*WORK ORDER*: Extract every line from the records below that contains the word "lookups".

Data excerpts
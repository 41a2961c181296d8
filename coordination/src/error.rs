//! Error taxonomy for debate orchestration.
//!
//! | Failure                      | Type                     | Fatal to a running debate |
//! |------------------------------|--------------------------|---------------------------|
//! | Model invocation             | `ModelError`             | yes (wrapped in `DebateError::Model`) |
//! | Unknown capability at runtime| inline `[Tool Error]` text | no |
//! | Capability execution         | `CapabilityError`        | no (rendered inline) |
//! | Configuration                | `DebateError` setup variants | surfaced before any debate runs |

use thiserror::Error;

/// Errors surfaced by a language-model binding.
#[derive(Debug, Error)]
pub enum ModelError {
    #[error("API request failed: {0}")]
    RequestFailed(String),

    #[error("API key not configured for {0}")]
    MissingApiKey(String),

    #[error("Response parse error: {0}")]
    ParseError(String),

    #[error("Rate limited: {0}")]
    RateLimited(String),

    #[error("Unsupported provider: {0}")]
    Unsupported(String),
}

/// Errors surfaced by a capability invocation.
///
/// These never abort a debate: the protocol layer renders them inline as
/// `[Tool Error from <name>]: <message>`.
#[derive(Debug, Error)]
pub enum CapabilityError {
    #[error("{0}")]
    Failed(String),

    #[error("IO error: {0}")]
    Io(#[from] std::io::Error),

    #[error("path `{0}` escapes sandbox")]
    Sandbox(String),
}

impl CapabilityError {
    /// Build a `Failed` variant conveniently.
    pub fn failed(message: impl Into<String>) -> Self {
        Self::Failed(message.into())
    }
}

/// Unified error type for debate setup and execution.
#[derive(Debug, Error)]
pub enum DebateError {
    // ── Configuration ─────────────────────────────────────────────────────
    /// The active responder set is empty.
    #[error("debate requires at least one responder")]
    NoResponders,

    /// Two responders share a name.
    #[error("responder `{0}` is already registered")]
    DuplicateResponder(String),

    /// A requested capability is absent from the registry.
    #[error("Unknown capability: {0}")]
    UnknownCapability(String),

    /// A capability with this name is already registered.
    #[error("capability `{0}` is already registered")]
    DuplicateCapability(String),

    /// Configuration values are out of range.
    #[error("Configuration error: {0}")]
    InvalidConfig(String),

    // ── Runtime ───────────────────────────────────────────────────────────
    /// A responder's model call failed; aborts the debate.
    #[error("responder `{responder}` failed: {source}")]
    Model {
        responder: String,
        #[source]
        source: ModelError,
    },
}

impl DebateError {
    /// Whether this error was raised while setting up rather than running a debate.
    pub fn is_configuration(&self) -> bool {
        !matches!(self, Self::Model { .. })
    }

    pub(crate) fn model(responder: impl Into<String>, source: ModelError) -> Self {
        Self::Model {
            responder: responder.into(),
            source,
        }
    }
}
...
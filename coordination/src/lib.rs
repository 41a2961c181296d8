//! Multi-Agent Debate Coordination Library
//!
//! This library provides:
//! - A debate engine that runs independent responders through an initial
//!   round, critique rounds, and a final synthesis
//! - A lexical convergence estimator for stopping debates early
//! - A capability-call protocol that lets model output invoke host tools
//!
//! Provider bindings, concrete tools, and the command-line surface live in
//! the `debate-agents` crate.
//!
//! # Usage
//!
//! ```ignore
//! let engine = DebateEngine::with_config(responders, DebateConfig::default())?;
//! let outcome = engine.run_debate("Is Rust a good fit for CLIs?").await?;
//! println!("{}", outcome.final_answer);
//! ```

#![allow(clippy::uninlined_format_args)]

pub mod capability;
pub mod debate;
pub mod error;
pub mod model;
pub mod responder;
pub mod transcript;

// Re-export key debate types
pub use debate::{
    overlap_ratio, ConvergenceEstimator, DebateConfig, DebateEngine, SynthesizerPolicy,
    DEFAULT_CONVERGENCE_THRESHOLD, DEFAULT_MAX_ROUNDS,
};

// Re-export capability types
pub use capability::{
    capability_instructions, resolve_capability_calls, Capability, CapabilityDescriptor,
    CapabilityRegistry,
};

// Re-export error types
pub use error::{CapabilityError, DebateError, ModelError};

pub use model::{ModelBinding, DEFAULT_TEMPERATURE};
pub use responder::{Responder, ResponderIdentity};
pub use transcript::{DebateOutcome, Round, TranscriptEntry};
---
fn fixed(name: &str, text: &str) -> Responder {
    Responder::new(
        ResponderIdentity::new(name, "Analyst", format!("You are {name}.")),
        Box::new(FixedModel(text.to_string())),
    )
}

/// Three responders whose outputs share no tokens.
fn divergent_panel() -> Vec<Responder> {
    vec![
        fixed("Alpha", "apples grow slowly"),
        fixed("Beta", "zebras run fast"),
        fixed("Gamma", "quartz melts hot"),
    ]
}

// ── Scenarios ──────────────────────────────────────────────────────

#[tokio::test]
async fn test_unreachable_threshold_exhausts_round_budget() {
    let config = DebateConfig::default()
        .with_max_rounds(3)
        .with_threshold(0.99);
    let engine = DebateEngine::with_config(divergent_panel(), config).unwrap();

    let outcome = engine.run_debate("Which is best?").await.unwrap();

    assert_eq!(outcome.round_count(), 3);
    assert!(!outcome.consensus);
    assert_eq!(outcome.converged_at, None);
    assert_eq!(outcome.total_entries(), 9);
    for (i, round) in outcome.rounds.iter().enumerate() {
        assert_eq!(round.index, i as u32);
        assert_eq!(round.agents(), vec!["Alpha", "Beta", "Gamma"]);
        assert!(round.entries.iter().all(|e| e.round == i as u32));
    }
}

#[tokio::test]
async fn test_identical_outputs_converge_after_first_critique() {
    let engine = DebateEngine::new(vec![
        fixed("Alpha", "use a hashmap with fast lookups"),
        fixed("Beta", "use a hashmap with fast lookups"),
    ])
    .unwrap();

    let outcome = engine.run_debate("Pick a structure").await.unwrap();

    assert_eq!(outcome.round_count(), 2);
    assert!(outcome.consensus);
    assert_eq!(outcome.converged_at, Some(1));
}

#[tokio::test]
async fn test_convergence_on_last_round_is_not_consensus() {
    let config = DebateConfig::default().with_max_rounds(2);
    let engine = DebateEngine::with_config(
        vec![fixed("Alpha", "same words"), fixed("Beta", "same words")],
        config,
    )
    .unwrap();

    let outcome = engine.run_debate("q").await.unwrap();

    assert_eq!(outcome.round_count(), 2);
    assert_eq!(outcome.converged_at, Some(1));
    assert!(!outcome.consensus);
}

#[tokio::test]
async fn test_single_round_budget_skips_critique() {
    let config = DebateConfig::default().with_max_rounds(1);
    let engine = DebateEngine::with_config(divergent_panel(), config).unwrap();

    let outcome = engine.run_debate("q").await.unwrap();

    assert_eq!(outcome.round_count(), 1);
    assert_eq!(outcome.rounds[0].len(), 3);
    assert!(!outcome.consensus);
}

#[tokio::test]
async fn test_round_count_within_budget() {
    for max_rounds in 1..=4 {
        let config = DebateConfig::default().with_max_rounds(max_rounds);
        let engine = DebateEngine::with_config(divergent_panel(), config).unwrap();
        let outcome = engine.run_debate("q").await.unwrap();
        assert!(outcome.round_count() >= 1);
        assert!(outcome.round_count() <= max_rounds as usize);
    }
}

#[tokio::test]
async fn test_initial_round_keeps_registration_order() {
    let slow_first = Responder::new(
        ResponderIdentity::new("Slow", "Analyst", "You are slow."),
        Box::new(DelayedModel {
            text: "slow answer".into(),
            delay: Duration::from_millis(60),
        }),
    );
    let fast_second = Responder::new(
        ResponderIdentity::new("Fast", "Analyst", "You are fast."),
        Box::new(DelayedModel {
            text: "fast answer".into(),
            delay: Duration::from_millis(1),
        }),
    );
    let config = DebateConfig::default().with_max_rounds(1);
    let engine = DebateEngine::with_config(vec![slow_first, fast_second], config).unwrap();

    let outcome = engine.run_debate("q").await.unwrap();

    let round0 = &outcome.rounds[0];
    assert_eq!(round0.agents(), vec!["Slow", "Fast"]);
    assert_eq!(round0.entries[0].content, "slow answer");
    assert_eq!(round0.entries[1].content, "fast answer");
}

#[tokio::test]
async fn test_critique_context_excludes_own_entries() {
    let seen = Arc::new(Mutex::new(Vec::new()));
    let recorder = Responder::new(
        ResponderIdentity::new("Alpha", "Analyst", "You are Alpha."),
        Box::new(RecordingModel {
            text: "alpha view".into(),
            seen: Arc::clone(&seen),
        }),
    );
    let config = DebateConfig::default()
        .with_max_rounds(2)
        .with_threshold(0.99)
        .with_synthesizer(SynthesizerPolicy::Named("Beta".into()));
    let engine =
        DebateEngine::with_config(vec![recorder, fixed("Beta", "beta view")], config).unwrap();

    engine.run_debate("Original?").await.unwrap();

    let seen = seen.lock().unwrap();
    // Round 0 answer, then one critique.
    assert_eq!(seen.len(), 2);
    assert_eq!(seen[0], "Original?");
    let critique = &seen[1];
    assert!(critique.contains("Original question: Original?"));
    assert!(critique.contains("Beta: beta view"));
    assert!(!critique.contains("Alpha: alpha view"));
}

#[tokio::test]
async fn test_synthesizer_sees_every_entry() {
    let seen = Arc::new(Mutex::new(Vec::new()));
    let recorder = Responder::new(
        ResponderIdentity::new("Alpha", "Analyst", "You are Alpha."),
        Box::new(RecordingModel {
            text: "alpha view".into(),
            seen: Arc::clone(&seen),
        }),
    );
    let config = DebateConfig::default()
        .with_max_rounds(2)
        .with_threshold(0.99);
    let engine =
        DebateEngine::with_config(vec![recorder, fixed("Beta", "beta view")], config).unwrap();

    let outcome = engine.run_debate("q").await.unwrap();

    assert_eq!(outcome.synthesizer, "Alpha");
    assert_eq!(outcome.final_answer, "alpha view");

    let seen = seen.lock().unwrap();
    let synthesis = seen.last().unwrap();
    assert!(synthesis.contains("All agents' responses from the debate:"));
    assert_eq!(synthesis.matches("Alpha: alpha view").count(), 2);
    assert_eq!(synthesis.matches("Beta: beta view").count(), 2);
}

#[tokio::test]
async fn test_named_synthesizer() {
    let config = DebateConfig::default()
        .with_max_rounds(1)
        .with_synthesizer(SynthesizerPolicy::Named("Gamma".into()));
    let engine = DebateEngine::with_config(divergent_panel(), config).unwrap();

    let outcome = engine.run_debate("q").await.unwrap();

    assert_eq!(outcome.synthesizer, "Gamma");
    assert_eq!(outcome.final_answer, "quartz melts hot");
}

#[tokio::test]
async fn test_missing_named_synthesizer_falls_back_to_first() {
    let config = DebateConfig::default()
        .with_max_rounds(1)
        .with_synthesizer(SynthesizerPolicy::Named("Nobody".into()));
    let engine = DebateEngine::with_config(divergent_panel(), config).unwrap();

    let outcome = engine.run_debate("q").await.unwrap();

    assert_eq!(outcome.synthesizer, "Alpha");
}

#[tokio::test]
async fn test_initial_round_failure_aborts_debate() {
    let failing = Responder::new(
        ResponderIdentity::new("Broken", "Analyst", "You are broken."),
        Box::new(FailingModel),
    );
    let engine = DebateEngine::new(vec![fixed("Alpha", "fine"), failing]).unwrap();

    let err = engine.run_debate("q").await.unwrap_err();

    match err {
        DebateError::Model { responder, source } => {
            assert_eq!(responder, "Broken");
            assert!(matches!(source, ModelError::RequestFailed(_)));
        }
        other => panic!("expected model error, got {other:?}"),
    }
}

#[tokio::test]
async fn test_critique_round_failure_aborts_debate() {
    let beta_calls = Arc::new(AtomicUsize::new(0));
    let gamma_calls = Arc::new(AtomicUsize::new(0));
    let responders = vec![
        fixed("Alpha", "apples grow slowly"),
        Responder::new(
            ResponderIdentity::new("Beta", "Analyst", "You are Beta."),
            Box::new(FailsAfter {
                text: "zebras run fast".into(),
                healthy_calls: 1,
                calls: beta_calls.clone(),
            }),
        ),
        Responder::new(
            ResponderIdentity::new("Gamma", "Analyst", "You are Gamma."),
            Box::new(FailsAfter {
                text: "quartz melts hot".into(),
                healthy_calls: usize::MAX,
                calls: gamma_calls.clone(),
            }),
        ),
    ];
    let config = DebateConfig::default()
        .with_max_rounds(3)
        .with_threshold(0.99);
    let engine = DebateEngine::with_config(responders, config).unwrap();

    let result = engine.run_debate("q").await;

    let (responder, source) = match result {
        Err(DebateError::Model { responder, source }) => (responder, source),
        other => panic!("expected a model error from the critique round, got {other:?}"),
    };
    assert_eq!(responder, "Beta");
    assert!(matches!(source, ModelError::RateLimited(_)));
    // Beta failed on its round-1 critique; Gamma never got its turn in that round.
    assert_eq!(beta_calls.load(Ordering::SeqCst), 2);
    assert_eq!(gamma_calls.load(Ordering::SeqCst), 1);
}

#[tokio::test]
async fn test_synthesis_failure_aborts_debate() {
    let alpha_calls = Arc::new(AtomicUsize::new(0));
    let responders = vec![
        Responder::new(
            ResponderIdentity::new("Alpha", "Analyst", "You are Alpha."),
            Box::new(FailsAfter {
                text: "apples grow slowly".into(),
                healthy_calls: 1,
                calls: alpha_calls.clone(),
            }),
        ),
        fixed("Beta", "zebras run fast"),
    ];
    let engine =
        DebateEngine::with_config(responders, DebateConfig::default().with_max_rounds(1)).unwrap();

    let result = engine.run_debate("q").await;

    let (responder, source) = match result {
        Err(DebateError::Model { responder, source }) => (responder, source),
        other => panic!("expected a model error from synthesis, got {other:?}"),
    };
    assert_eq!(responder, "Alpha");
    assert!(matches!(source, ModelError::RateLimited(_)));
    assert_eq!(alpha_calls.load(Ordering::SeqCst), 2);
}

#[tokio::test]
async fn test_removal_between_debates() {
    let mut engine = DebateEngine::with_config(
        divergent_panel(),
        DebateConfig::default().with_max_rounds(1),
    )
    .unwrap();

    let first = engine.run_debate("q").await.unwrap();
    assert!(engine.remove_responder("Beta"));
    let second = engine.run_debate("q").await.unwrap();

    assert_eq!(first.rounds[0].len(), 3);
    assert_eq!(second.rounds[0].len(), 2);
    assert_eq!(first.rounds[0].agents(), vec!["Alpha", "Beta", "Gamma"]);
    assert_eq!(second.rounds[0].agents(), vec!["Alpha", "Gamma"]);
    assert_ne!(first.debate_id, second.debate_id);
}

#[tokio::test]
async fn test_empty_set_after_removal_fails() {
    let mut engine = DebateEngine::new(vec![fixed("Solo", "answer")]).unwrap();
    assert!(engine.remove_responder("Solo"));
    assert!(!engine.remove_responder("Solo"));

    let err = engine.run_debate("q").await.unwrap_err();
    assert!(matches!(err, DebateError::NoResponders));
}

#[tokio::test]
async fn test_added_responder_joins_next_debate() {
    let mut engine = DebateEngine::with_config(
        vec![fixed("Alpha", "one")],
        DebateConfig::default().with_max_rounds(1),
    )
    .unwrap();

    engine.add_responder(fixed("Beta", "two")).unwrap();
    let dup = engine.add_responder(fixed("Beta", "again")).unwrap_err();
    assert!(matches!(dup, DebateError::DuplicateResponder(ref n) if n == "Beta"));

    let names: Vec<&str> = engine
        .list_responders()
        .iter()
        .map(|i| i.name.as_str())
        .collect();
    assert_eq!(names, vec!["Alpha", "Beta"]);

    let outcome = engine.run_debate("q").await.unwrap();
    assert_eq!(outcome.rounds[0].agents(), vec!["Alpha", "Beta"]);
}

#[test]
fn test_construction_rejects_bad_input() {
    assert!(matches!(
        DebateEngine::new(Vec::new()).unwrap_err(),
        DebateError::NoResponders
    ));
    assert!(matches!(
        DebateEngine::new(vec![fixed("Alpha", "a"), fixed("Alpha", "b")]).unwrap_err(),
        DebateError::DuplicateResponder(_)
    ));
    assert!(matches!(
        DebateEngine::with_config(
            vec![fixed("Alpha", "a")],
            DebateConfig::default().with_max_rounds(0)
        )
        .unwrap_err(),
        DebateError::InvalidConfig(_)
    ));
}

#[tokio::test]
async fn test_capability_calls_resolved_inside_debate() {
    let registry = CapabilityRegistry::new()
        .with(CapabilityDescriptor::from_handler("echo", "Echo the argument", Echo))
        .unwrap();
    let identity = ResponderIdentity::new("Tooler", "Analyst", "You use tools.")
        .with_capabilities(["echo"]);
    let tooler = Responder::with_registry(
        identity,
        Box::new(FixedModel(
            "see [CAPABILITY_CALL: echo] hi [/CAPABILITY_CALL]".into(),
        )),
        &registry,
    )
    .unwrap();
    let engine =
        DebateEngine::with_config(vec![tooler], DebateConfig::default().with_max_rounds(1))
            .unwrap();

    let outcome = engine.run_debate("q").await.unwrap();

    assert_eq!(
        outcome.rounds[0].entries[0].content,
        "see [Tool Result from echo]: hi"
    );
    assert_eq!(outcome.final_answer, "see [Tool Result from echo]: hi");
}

*TASK RESPONSE*:
        fixed("Alpha", "use a hashmap with fast lookups"),
        fixed("Beta", "use a hashmap with fast lookups"),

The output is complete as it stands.